WHAT YOU WILL DO
Gather every line from the entries below that includes "seen".

[Dataset entries]
╔══

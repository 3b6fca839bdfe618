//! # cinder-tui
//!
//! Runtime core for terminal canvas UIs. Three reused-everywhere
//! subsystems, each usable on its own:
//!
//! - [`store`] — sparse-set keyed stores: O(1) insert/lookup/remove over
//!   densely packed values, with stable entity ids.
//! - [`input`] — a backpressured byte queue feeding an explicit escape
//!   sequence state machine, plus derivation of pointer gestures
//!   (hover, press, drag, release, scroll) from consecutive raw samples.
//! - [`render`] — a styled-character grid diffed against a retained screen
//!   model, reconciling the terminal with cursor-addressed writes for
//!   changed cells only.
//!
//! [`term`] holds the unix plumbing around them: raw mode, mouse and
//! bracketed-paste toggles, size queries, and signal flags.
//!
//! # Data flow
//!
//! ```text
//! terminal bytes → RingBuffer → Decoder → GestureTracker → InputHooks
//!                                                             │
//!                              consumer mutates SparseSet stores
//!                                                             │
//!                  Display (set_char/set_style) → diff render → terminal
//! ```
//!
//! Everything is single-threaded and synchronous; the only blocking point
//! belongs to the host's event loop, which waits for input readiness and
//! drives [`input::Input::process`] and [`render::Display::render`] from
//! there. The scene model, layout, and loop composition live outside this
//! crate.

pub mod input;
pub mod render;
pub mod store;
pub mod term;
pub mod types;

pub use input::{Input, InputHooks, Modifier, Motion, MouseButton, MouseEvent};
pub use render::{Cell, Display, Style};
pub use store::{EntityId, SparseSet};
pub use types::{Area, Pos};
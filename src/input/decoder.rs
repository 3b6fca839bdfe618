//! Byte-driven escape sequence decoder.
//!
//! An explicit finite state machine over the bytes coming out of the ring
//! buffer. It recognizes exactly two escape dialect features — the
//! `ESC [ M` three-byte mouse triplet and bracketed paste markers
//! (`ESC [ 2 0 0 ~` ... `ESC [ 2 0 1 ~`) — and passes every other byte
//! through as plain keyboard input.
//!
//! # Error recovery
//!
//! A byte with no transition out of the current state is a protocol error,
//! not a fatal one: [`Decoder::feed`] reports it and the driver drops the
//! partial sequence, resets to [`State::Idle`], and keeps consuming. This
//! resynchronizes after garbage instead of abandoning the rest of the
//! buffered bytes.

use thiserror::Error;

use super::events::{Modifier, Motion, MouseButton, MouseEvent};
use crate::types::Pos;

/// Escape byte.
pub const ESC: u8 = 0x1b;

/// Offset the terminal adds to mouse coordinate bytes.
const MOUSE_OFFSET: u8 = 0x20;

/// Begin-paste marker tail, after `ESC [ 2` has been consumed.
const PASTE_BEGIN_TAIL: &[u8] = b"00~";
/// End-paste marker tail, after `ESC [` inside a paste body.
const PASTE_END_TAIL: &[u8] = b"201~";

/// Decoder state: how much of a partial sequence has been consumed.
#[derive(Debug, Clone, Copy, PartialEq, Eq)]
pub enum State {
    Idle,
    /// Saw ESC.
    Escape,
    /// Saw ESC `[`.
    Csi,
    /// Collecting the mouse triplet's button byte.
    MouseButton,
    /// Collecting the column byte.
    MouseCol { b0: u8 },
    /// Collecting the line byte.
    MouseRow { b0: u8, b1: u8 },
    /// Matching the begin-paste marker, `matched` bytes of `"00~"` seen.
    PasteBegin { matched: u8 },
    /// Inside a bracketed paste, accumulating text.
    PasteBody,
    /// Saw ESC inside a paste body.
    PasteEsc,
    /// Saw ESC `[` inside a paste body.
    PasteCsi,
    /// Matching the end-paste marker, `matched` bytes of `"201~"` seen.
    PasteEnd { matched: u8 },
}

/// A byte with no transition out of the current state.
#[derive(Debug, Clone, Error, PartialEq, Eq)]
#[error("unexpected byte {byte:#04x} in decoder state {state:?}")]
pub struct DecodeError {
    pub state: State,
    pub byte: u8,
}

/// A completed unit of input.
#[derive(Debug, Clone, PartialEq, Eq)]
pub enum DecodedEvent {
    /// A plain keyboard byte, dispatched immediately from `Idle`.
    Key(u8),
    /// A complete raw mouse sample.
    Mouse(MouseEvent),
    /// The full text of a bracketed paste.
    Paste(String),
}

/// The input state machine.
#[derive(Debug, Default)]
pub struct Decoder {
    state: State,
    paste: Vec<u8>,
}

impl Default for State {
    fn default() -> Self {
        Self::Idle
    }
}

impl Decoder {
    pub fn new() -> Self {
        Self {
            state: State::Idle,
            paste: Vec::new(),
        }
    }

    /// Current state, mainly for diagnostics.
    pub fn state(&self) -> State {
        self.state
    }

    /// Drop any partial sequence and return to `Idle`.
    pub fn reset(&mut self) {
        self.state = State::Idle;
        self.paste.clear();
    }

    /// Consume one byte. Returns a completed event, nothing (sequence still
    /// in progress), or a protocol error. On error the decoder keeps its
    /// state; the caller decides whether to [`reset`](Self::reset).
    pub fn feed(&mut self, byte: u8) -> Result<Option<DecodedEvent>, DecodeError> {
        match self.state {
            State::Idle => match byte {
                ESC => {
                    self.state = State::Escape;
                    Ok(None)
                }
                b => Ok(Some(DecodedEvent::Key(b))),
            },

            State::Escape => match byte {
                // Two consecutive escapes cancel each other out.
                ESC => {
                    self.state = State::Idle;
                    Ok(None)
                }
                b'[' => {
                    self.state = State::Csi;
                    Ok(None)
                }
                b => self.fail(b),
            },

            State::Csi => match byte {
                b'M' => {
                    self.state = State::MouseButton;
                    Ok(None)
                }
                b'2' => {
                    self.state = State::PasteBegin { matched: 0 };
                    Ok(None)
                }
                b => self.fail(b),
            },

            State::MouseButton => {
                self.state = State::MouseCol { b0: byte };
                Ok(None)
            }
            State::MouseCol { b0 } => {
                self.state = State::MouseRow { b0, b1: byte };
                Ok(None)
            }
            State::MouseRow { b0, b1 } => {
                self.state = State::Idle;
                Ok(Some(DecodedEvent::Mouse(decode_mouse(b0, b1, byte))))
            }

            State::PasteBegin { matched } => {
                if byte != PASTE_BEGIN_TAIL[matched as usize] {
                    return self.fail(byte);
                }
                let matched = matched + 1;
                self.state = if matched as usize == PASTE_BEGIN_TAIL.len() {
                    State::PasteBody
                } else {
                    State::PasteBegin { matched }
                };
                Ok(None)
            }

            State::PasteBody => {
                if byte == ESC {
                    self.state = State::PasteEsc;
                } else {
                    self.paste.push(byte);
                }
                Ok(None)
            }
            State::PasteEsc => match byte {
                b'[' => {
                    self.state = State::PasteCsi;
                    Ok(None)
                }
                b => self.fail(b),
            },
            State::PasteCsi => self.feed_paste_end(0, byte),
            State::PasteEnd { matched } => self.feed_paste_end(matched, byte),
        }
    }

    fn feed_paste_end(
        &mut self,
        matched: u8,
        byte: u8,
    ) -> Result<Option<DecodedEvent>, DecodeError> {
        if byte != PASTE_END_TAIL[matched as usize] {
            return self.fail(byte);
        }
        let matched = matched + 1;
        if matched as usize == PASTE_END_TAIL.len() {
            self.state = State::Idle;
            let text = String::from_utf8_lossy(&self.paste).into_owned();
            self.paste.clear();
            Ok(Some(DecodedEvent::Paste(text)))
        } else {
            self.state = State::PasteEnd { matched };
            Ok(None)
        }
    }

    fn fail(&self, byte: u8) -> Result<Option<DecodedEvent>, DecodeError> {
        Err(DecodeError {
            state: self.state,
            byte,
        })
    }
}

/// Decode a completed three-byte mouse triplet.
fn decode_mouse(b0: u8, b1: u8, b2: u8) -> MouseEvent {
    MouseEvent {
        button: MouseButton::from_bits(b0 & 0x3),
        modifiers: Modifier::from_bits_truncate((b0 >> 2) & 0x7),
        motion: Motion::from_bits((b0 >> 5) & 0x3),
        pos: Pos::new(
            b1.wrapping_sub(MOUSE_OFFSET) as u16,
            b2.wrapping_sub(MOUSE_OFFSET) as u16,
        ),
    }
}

╚══
╔══

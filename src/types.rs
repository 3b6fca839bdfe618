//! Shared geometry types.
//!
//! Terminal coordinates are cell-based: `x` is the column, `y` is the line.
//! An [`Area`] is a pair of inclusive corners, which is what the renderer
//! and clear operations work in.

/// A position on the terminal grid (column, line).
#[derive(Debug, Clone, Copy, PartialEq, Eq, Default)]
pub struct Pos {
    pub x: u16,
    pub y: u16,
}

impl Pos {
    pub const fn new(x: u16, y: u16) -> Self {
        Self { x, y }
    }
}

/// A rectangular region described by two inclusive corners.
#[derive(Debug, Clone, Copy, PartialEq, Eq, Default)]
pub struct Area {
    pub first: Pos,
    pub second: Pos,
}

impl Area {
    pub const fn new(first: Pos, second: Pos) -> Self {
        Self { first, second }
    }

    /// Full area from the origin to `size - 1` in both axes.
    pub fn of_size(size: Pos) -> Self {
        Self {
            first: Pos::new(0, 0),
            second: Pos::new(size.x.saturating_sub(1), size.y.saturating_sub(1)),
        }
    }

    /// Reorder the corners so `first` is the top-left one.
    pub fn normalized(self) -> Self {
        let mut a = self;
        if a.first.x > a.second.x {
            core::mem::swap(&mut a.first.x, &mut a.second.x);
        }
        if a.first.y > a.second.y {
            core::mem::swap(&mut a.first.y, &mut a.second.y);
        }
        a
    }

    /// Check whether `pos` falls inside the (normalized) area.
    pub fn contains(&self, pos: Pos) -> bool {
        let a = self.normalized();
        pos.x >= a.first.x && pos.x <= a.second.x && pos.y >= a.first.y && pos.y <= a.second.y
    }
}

╚══

SOLVED EXERCISE
    /// Matching the begin-paste marker, `matched` bytes of `"00~"` seen.
    /// Matching the end-paste marker, `matched` bytes of `"201~"` seen.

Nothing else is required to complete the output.